I am like Jamoosh. I have all three modes also. Only problem I have is location. If I want to run barefoot or with minimalist shoes, I must drive, park and then run. I live on a dirt road 2.5 miles from any pavement. So, most of my running is still done in a stability shoe. Just simply because I really AM to cheap to pay for gas to go running. Well if I pay for the gas then I won't have any left over for beer. Come'on, I do have priorities!

joyRuN said...

By continuing to run in well-worn stability shoes, I pounded the cushioning down until it was ineffective

That approach isn't working for me. I'm left with the hefty weight with no cushioning & my achilles are killing me. My Nike Frees & Vibrams are feeling great, but not ready to use those for the long runs.

Spike said...

So I won't go so far as to say your are 'right' (because my man-pride precludes me from even considering, let alone uttering, such things), but over the winter I bought a pair of Vibram 5 Fingers, and I started running only a 1/2 mile a week in them and on a treadmill or indoor track. Now I'm up to 4M and can go outdoors with them. And, my nagging plantar fascittis has almost gone completely away. So thank you for treading this trail before me and giving me a reason to try a similar path.

Note, I still do most of my mileage in running shoes.

Junk Miler said...

Remember to get some barefoot time in too. Nag nag nag.

C said...

But does barefoot running only work for people with normal or high arches? My arches are pretty low. I feel like trying this might be disastrous for me.

Junk Miler said...

Xenia - I have high arches, but on the various barefoot running forums there are people who claim to be flat-footed and have no problems. Some claim that their arches actually raise after time.

Nitmos said...

You know what I read here? More examples of your frugality. Ask yourself: If NOT having running shoes cost $75, would you own a dozen pairs?
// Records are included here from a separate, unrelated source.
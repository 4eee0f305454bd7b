// felica-tag/src/protocol/responses/read.rs

use super::CommandResponse;
use crate::constants::READ_STATUS_UNKNOWN;
use crate::protocol::parser;
use crate::types::BlockData;
use crate::Result;

/// ReadWithoutEncryption response (response code = 0x07)
/// Layout: len(1) + response_code(1) + idm(8) + status1(1) + status2(1)
///         + block_count(1) + blocks(N*16)
///
/// A non-zero `status_flag1` is the card refusing the read; block count and
/// data are then absent. A reply without payload reports both flags as
/// `0xFFFF`.
#[derive(Debug, Clone, PartialEq, Eq)]
pub struct ReadResponse {
    response: Option<CommandResponse>,
    status_flag1: u16,
    status_flag2: u16,
    block_count: u8,
    block_data: Option<Vec<u8>>,
}

impl ReadResponse {
    /// Decode raw reply bytes. An empty reply is not an error; it yields the
    /// unknown-status sentinel.
    pub fn decode(raw: &[u8]) -> Result<Self> {
        if raw.is_empty() {
            return Ok(Self::unknown(None));
        }
        Self::from_response(CommandResponse::decode(raw)?)
    }

    pub fn from_response(response: CommandResponse) -> Result<Self> {
        let data = response.data();
        if data.len() < 2 {
            return Ok(Self::unknown(Some(response)));
        }

        let status1 = parser::byte_at(data, 0)?;
        let status2 = parser::byte_at(data, 1)?;
        let (block_count, block_data) = if status1 == 0 {
            (parser::byte_at(data, 2)?, Some(data[3..].to_vec()))
        } else {
            (0, None)
        };

        Ok(Self {
            response: Some(response),
            status_flag1: status1 as u16,
            status_flag2: status2 as u16,
            block_count,
            block_data,
        })
    }

    fn unknown(response: Option<CommandResponse>) -> Self {
        Self {
            response,
            status_flag1: READ_STATUS_UNKNOWN,
            status_flag2: READ_STATUS_UNKNOWN,
            block_count: 0,
            block_data: None,
        }
    }

    pub fn status_flag1(&self) -> u16 {
        self.status_flag1
    }

    pub fn status_flag2(&self) -> u16 {
        self.status_flag2
    }

    pub fn is_success(&self) -> bool {
        self.status_flag1 == 0
    }

    pub fn block_count(&self) -> u8 {
        self.block_count
    }

    pub fn block_data(&self) -> Option<&[u8]> {
        self.block_data.as_deref()
    }

    /// Split block data into 16-byte blocks, up to `block_count`.
    pub fn blocks(&self) -> Vec<BlockData> {
        self.block_data
            .as_deref()
            .unwrap_or_default()
            .chunks_exact(BlockData::LEN)
            .take(self.block_count as usize)
            .filter_map(|chunk| BlockData::try_from(chunk).ok())
            .collect()
    }

    pub fn response(&self) -> Option<&CommandResponse> {
        self.response.as_ref()
    }
}
// felica-tag/src/error.rs

use thiserror::Error;

/// Broad origin of an [`Error`], used to pick a recovery policy.
///
/// `Transport` means the card is gone and the session should be recreated on
/// the next tag presentation. `Protocol` points at a programming or data
/// corruption fault.
#[derive(Debug, Clone, Copy, PartialEq, Eq)]
pub enum ErrorKind {
    Protocol,
    Transport,
    UnexpectedResponse,
}

/// 共通エラー型
#[derive(Error, Debug)]
pub enum Error {
    #[error("command packet too large: {length} bytes (max 255)")]
    PacketTooLarge { length: usize },

    #[error("malformed response: expected at least {expected} bytes, got {actual}")]
    MalformedResponse { expected: usize, actual: usize },

    #[error("invalid length: expected {expected}, got {actual}")]
    InvalidLength { expected: usize, actual: usize },

    #[error("no IDm available: polling has not succeeded yet")]
    NoIdm,

    #[error("no transceiver bound to the session")]
    NoTransport,

    #[error("invalid argument: {0}")]
    InvalidArgument(String),

    #[error("unexpected response code: expected {expected:#04x}, got {actual:#04x}")]
    UnexpectedResponse { expected: u8, actual: u8 },

    #[error("tag lost: card left the field")]
    TagLost,

    #[error("operation timed out")]
    Timeout,

    #[error("transport error: {0}")]
    Transport(String),
}

impl Error {
    pub fn kind(&self) -> ErrorKind {
        match self {
            Error::TagLost | Error::Timeout | Error::Transport(_) => ErrorKind::Transport,
            Error::UnexpectedResponse { .. } => ErrorKind::UnexpectedResponse,
            _ => ErrorKind::Protocol,
        }
    }

    /// True when the failure came from the transceiver rather than the codec.
    pub fn is_transport(&self) -> bool {
        self.kind() == ErrorKind::Transport
    }
}

pub type Result<T> = std::result::Result<T, Error>;
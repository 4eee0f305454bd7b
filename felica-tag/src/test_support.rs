//! Test support helpers intended for use by unit and integration tests.
//!
//! These helpers build raw card replies so tests across the crate and the
//! tests/ directory script a `MockTransceiver` the same way.
#![allow(dead_code)]

use crate::protocol::CommandCode;
use crate::transport::MockTransceiver;
use crate::types::{Idm, Pmm, SystemCode};

/// Build a raw reply `[len, code, idm(8), data...]` with a correct length byte.
#[doc(hidden)]
pub fn response(code: u8, idm: &Idm, data: &[u8]) -> Vec<u8> {
    let length = u8::try_from(10 + data.len()).expect("response fixture longer than 255 bytes");
    let mut raw = Vec::with_capacity(length as usize);
    raw.push(length);
    raw.push(code);
    raw.extend_from_slice(idm.as_bytes());
    raw.extend_from_slice(data);
    raw
}

/// Polling reply carrying PMm and request data.
#[doc(hidden)]
pub fn polling_response(idm: &Idm, pmm: &Pmm, request_data: &[u8]) -> Vec<u8> {
    let mut data = pmm.as_bytes().to_vec();
    data.extend_from_slice(request_data);
    response(CommandCode::Polling.response_code(), idm, &data)
}

/// RequestSystemCode reply listing `codes`.
#[doc(hidden)]
pub fn system_code_response(idm: &Idm, codes: &[SystemCode]) -> Vec<u8> {
    let count = u8::try_from(codes.len()).expect("more than 255 system codes in fixture");
    let mut data = vec![count];
    for code in codes {
        data.extend_from_slice(&code.to_be_bytes());
    }
    response(CommandCode::RequestSystemCode.response_code(), idm, &data)
}

/// SearchServiceCode reply with the given payload.
#[doc(hidden)]
pub fn search_response(idm: &Idm, payload: &[u8]) -> Vec<u8> {
    response(CommandCode::SearchServiceCode.response_code(), idm, payload)
}

/// Successful ReadWithoutEncryption reply carrying `blocks`.
#[doc(hidden)]
pub fn read_response(idm: &Idm, blocks: &[[u8; 16]]) -> Vec<u8> {
    let count = u8::try_from(blocks.len()).expect("more than 255 blocks in fixture");
    let mut data = vec![0x00, 0x00, count];
    for block in blocks {
        data.extend_from_slice(block);
    }
    response(CommandCode::ReadWithoutEncryption.response_code(), idm, &data)
}

/// Failed ReadWithoutEncryption reply with the given status flags.
#[doc(hidden)]
pub fn read_status_response(idm: &Idm, status1: u8, status2: u8) -> Vec<u8> {
    response(
        CommandCode::ReadWithoutEncryption.response_code(),
        idm,
        &[status1, status2],
    )
}

/// MockTransceiver pre-seeded with a polling reply followed by `frames`.
#[doc(hidden)]
pub fn mock_after_polling(idm: &Idm, pmm: &Pmm, frames: Vec<Vec<u8>>) -> MockTransceiver {
    let mut mock = MockTransceiver::new();
    mock.push_response(polling_response(idm, pmm, &[]));
    for f in frames {
        mock.push_response(f);
    }
    mock
}
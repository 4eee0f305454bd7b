// felica-tag/src/transport/traits.rs

use crate::Result;

/// Transceiver abstracts the host's NFC-F link away from protocol logic.
///
/// Implementations report a card leaving the field as `Error::TagLost`.
/// Retrying or reconnecting is the implementation's business; the session
/// never retries.
pub trait Transceiver {
    /// Acquire the link before an exchange.
    fn connect(&mut self) -> Result<()> {
        Ok(())
    }

    /// Send one command packet and return the card's raw reply.
    fn transceive(&mut self, data: &[u8]) -> Result<Vec<u8>>;

    /// Release the link after an exchange.
    fn close(&mut self) -> Result<()> {
        Ok(())
    }
}

impl<T: Transceiver + ?Sized> Transceiver for Box<T> {
    fn connect(&mut self) -> Result<()> {
        (**self).connect()
    }

    fn transceive(&mut self, data: &[u8]) -> Result<Vec<u8>> {
        (**self).transceive(data)
    }

    fn close(&mut self) -> Result<()> {
        (**self).close()
    }
}

/// Run a single bracketed exchange: connect, transceive, close.
///
/// `close` runs whenever `connect` succeeded, including when `transceive`
/// fails. A transceive error wins over a close error.
pub fn exchange(transceiver: &mut dyn Transceiver, data: &[u8]) -> Result<Vec<u8>> {
    #[cfg(feature = "diagnostics")]
    log::trace!("-> [{}]", crate::utils::bytes_to_hex_spaced(data));

    transceiver.connect()?;
    let result = transceiver.transceive(data);
    let closed = transceiver.close();

    let reply = result?;
    closed?;

    log::trace!("exchange: sent {} bytes, received {} bytes", data.len(), reply.len());
    #[cfg(feature = "diagnostics")]
    log::trace!("<- [{}]", crate::utils::bytes_to_hex_spaced(&reply));

    Ok(reply)
}
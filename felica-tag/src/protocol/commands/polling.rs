// felica-tag/src/protocol/commands/polling.rs

use crate::Result;
use crate::protocol::{CommandCode, CommandPacket};
use crate::types::SystemCode;

/// Encode Polling command (FeliCa command code 0x00)
/// Layout: len(1) + command_code(1) + system_code(2, big endian) + request_code(1) + time_slot(1)
pub fn encode_polling(
    system_code: SystemCode,
    request_code: u8,
    time_slot: u8,
) -> Result<CommandPacket> {
    let sc = system_code.to_be_bytes();
    CommandPacket::new(
        CommandCode::Polling.code(),
        None,
        &[sc[0], sc[1], request_code, time_slot],
    )
}
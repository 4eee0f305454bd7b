// felica-tag/src/protocol/codes.rs

use crate::Error;
use std::convert::TryFrom;

/// FeliCa command codes. Each response code is the command code plus one.
///
/// Only Polling, Request System Code, Search Service Code and Read Without
/// Encryption have encoders in this crate; the rest are listed so the table
/// stays complete when classifying traffic.
#[repr(u8)]
#[derive(Debug, Clone, Copy, PartialEq, Eq, Hash)]
pub enum CommandCode {
    Polling = 0x00,
    RequestService = 0x02,
    RequestResponse = 0x04,
    ReadWithoutEncryption = 0x06,
    WriteWithoutEncryption = 0x08,
    SearchServiceCode = 0x0a,
    RequestSystemCode = 0x0c,
    Authentication1 = 0x10,
    Authentication2 = 0x12,
    Read = 0x14,
    Write = 0x16,
}

impl CommandCode {
    pub const ALL: [CommandCode; 11] = [
        CommandCode::Polling,
        CommandCode::RequestService,
        CommandCode::RequestResponse,
        CommandCode::ReadWithoutEncryption,
        CommandCode::WriteWithoutEncryption,
        CommandCode::SearchServiceCode,
        CommandCode::RequestSystemCode,
        CommandCode::Authentication1,
        CommandCode::Authentication2,
        CommandCode::Read,
        CommandCode::Write,
    ];

    pub fn code(self) -> u8 {
        self as u8
    }

    pub fn response_code(self) -> u8 {
        self as u8 + 1
    }

    /// Map a response code back to the command that produced it.
    pub fn from_response_code(code: u8) -> Option<Self> {
        code.checked_sub(1)
            .and_then(|c| Self::try_from(c).ok())
            .filter(|c| c.response_code() == code)
    }
}

impl TryFrom<u8> for CommandCode {
    type Error = Error;

    fn try_from(code: u8) -> Result<Self, Self::Error> {
        Self::ALL
            .iter()
            .copied()
            .find(|c| c.code() == code)
            .ok_or_else(|| Error::InvalidArgument(format!("unknown command code {:#04x}", code)))
    }
}

impl From<CommandCode> for u8 {
    fn from(code: CommandCode) -> u8 {
        code.code()
    }
}
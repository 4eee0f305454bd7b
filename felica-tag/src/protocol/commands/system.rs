// felica-tag/src/protocol/commands/system.rs

use crate::Result;
use crate::protocol::{CommandCode, CommandPacket};
use crate::types::Idm;

/// Encode RequestSystemCode command (FeliCa command code 0x0C)
/// Layout: len(1) + command_code(1) + idm(8)
pub fn encode_request_system_code(idm: Idm) -> Result<CommandPacket> {
    CommandPacket::new(CommandCode::RequestSystemCode.code(), Some(idm), &[])
}
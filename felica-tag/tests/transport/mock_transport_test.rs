#[path = "../common/mod.rs"]
mod common;

use felica_tag::Error;
use felica_tag::transport::{MockTransceiver, Transceiver, exchange};

#[test]
fn mock_records_sent_packets_in_order() {
    let mut m = MockTransceiver::with_responses(vec![vec![0x01], vec![0x02]]);
    m.transceive(&[0xaa]).unwrap();
    assert_eq!(m.remaining(), 1);
    m.transceive(&[0xbb, 0xcc]).unwrap();
    assert_eq!(m.remaining(), 0);

    assert_eq!(m.pop_sent(), Some(vec![0xbb, 0xcc]));
    assert_eq!(m.pop_sent(), Some(vec![0xaa]));
    assert_eq!(m.pop_sent(), None);
}

#[test]
fn exchange_releases_link_on_every_path() {
    let mut m = MockTransceiver::new();
    m.push_response(common::fixtures::polling_raw());
    m.push_error(Error::TagLost);
    m.push_error(Error::Transport("rf field off".into()));

    assert!(exchange(&mut m, &[0x06, 0x00, 0xff, 0xff, 0x01, 0x00]).is_ok());
    assert!(matches!(exchange(&mut m, &[0x00]), Err(Error::TagLost)));
    let err = exchange(&mut m, &[0x00]).unwrap_err();
    assert!(err.is_transport());

    assert_eq!(m.connects, 3);
    assert_eq!(m.closes, 3);
}

#[test]
fn connect_failure_and_recovery() {
    let mut m = MockTransceiver::new();
    m.push_response(vec![0xaa]);
    m.set_connect_failures(1);

    assert!(matches!(exchange(&mut m, &[0x00]), Err(Error::Timeout)));
    assert_eq!(exchange(&mut m, &[0x00]).unwrap(), vec![0xaa]);
}
#[path = "../common/mod.rs"]
mod common;

use felica_tag::prelude::*;

#[test]
fn area_then_service_then_end() -> anyhow::Result<()> {
    common::init_logging();
    let mut mock = common::mock_with_polling(vec![
        common::fixtures::search_raw(&[0x00, 0x00, 0xfe, 0xff]),
        common::fixtures::search_raw(&[0x01, 0x02]),
        common::fixtures::search_raw(&[0xff, 0xff]),
    ]);

    let mut session = CardSession::new(&mut mock);
    common::poll(&mut session);
    let services = session.get_service_code_list()?;
    assert_eq!(services, vec![ServiceCode::new(0x0201)]);
    assert_eq!(services[0].to_le_bytes(), [0x01, 0x02]);
    drop(session);

    // polling + three searches, indices 1..=3 little endian
    assert_eq!(mock.sent.len(), 4);
    for (i, packet) in mock.sent[1..].iter().enumerate() {
        assert_eq!(packet[1], 0x0a);
        assert_eq!(&packet[10..], &[(i + 1) as u8, 0x00]);
    }
    Ok(())
}

#[test]
fn foreign_response_code_ends_enumeration() -> anyhow::Result<()> {
    let idm = common::fixtures::sample_idm();
    let mut mock = common::mock_with_polling(vec![
        common::fixtures::search_raw(&[0x0f, 0x09]),
        felica_tag::test_support::response(0x07, &idm, &[0x8b, 0x1a]),
    ]);

    let mut session = CardSession::new(&mut mock);
    common::poll(&mut session);
    assert_eq!(
        session.get_service_code_list()?,
        vec![ServiceCode::new(0x090f)]
    );
    Ok(())
}

#[test]
fn lazy_iteration_sends_only_what_is_consumed() {
    let mut mock = common::mock_with_polling(vec![
        common::fixtures::search_raw(&[0x0f, 0x09]),
        common::fixtures::search_raw(&[0x8b, 0x1a]),
    ]);

    let mut session = CardSession::new(&mut mock);
    common::poll(&mut session);
    let first = session.services().unwrap().next().unwrap().unwrap();
    assert_eq!(first, ServiceCode::new(0x090f));
    drop(session);

    assert_eq!(mock.sent.len(), 2);
    assert_eq!(mock.remaining(), 1);
}

/// Card that answers every search with an area node.
struct EndlessAreas {
    idm: Idm,
    searches: u32,
    last_index: Option<[u8; 2]>,
}

impl Transceiver for EndlessAreas {
    fn transceive(&mut self, data: &[u8]) -> felica_tag::Result<Vec<u8>> {
        self.searches += 1;
        self.last_index = Some([data[10], data[11]]);
        Ok(felica_tag::test_support::search_response(
            &self.idm,
            &[0x00, 0x00, 0xfe, 0xff],
        ))
    }
}

#[test]
fn enumeration_stops_at_index_limit() {
    let idm = common::fixtures::sample_idm();
    let mut card = EndlessAreas {
        idm,
        searches: 0,
        last_index: None,
    };

    let mut session = CardSession::builder().transceiver(&mut card).idm(idm).build();
    assert!(session.get_service_code_list().unwrap().is_empty());
    drop(session);

    assert_eq!(card.searches, 0xffff);
    assert_eq!(card.last_index, Some([0xff, 0xff]));
}
// felica-tag/src/protocol/responses/system.rs

use super::CommandResponse;
use crate::protocol::parser;
use crate::types::SystemCode;
use crate::Result;

/// Decode a RequestSystemCode reply (response code = 0x0D)
/// Layout: len(1) + response_code(1) + idm(8) + count(1) + system_codes(N*2, big endian)
///
/// An empty reply or an empty payload is a card exposing no systems.
pub fn decode_system_code_list(raw: &[u8]) -> Result<Vec<SystemCode>> {
    if raw.is_empty() {
        return Ok(Vec::new());
    }

    let response = CommandResponse::decode(raw)?;
    let data = response.data();
    if data.is_empty() {
        return Ok(Vec::new());
    }

    let count = parser::byte_at(data, 0)? as usize;
    parser::ensure_len(data, 1 + count * 2)?;

    let mut codes = Vec::with_capacity(count);
    for i in 0..count {
        codes.push(SystemCode::new(parser::be_u16_at(data, 1 + i * 2)?));
    }
    Ok(codes)
}
// fixtures.rs — provides commonly used raw card replies

use felica_tag::test_support;
use felica_tag::types::{Idm, Pmm, ServiceCode, SystemCode};

pub fn sample_idm_bytes() -> [u8; 8] {
    [0x01, 0x02, 0x03, 0x04, 0x05, 0x06, 0x07, 0x08]
}

pub fn sample_pmm_bytes() -> [u8; 8] {
    [0x10, 0x11, 0x12, 0x13, 0x14, 0x15, 0x16, 0x17]
}

pub fn sample_system_code() -> SystemCode {
    SystemCode::COMMON
}

pub fn sample_service_code() -> ServiceCode {
    ServiceCode::new(0x090f)
}

pub fn sample_idm() -> Idm {
    Idm::from_bytes(sample_idm_bytes())
}

pub fn sample_pmm() -> Pmm {
    Pmm::from_bytes(sample_pmm_bytes())
}

/// `[len, 0x01, idm(01..08), pmm(10..17)]`
pub fn polling_raw() -> Vec<u8> {
    hex::decode("120101020304050607081011121314151617").unwrap()
}

pub fn read_raw_with_block(block: &[u8; 16]) -> Vec<u8> {
    test_support::read_response(&sample_idm(), &[*block])
}

pub fn read_raw_status(status1: u8, status2: u8) -> Vec<u8> {
    test_support::read_status_response(&sample_idm(), status1, status2)
}

pub fn search_raw(payload: &[u8]) -> Vec<u8> {
    test_support::search_response(&sample_idm(), payload)
}

pub fn sample_block(fill: u8) -> [u8; 16] {
    [fill; 16]
}
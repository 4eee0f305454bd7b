#[path = "../common/mod.rs"]
mod common;

use felica_tag::protocol::{Command, CommandCode, CommandPacket};
use felica_tag::{Error, ErrorKind, ServiceCode};

#[test]
fn polling_and_read_encode() -> anyhow::Result<()> {
    let polling = Command::Polling {
        system_code: common::fixtures::sample_system_code(),
        request_code: 1,
        time_slot: 0,
    };
    assert_eq!(polling.encode()?, hex::decode("0600fe000100")?);

    let read = Command::ReadWithoutEncryption {
        idm: common::fixtures::sample_idm(),
        service: common::fixtures::sample_service_code(),
        blocks: vec![0x00],
    };
    assert_eq!(
        read.encode()?,
        hex::decode("10060102030405060708010f09018000")?
    );
    Ok(())
}

#[test]
fn flat_blob_matches_explicit_idm() -> anyhow::Result<()> {
    let idm = common::fixtures::sample_idm();
    let explicit = CommandPacket::new(CommandCode::SearchServiceCode.code(), Some(idm), &[1, 0])?;

    let mut flat = idm.as_bytes().to_vec();
    flat.extend_from_slice(&[1, 0]);
    let split = CommandPacket::from_flat(CommandCode::SearchServiceCode.code(), &flat)?;

    assert_eq!(explicit, split);
    assert_eq!(split.encode()[..2], [12, 0x0a]);
    Ok(())
}

#[test]
fn header_bytes_recover_code_and_idm() {
    let idm = common::fixtures::sample_idm();
    let bytes = Command::SearchServiceCode { idm, index: 0x0102 }
        .encode()
        .unwrap();
    assert_eq!(bytes[0] as usize, bytes.len());
    assert_eq!(CommandCode::try_from(bytes[1]).unwrap(), CommandCode::SearchServiceCode);
    assert_eq!(&bytes[2..10], idm.as_bytes());
}

#[test]
fn oversized_read_is_a_protocol_error() {
    let err = Command::ReadWithoutEncryption {
        idm: common::fixtures::sample_idm(),
        service: ServiceCode::new(0x090f),
        blocks: vec![0; 200],
    }
    .encode()
    .unwrap_err();
    assert!(matches!(err, Error::PacketTooLarge { length: 414 }));
    assert_eq!(err.kind(), ErrorKind::Protocol);
}
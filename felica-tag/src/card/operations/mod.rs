pub mod polling;
pub mod read;
pub mod service;
pub mod system;

// Re-export commonly used functions/types at the operations root so callers
// can use `crate::card::operations::read_blocks(...)` and receive the
// iterator type as `crate::card::operations::ServiceIterator`.
pub use polling::polling;
pub use read::{read_blocks, read_transit_history, read_without_encryption};
pub use service::{ServiceIterator, search_service_code};
pub use system::get_system_code_list;
use crate::card::CardSession;
use crate::transport::Transceiver;
use crate::types::{Idm, Pmm};

/// Builder for a `CardSession`, mainly to resume talking to a card whose
/// IDm is already known without polling again.
#[derive(Default)]
pub struct CardSessionBuilder<'t> {
    transceiver: Option<&'t mut dyn Transceiver>,
    idm: Option<Idm>,
    pmm: Option<Pmm>,
}

impl<'t> CardSessionBuilder<'t> {
    pub fn new() -> Self {
        Self::default()
    }

    pub fn transceiver(mut self, transceiver: &'t mut dyn Transceiver) -> Self {
        self.transceiver = Some(transceiver);
        self
    }

    pub fn idm(mut self, idm: Idm) -> Self {
        self.idm = Some(idm);
        self
    }

    pub fn pmm(mut self, pmm: Pmm) -> Self {
        self.pmm = Some(pmm);
        self
    }

    /// A missing transceiver is not an error here; operations on the built
    /// session fail with `NoTransport` instead.
    pub fn build(self) -> CardSession<'t> {
        CardSession::from_parts(self.transceiver, self.idm, self.pmm)
    }
}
Adam Culp (Crazy Floridian) said...

Nice post, and well said.

Chris said...

Chris -
Long time lurker - 1st time commenter.
Must say that this post speaks to the cheapskate in me. I have a saying that a good running shoe is like a fine wine or cheese - better with age. I was also one who bought a stability shoe and proceeded to run about 1500 miles in it. Much to the chagrin of my "serious" running buddies who told me long ago that I needed to ditch the shoes. Funny thing is that when I feel like I have gone too hard in my Free's (technical trails are hard on the Achilles) I will still bust out the old 1500 and counting mile shoes and run a few days for some relief. Excellent post sir...experiment of one indeed. Every runner is different and I am so tired of the assertion that we aren't.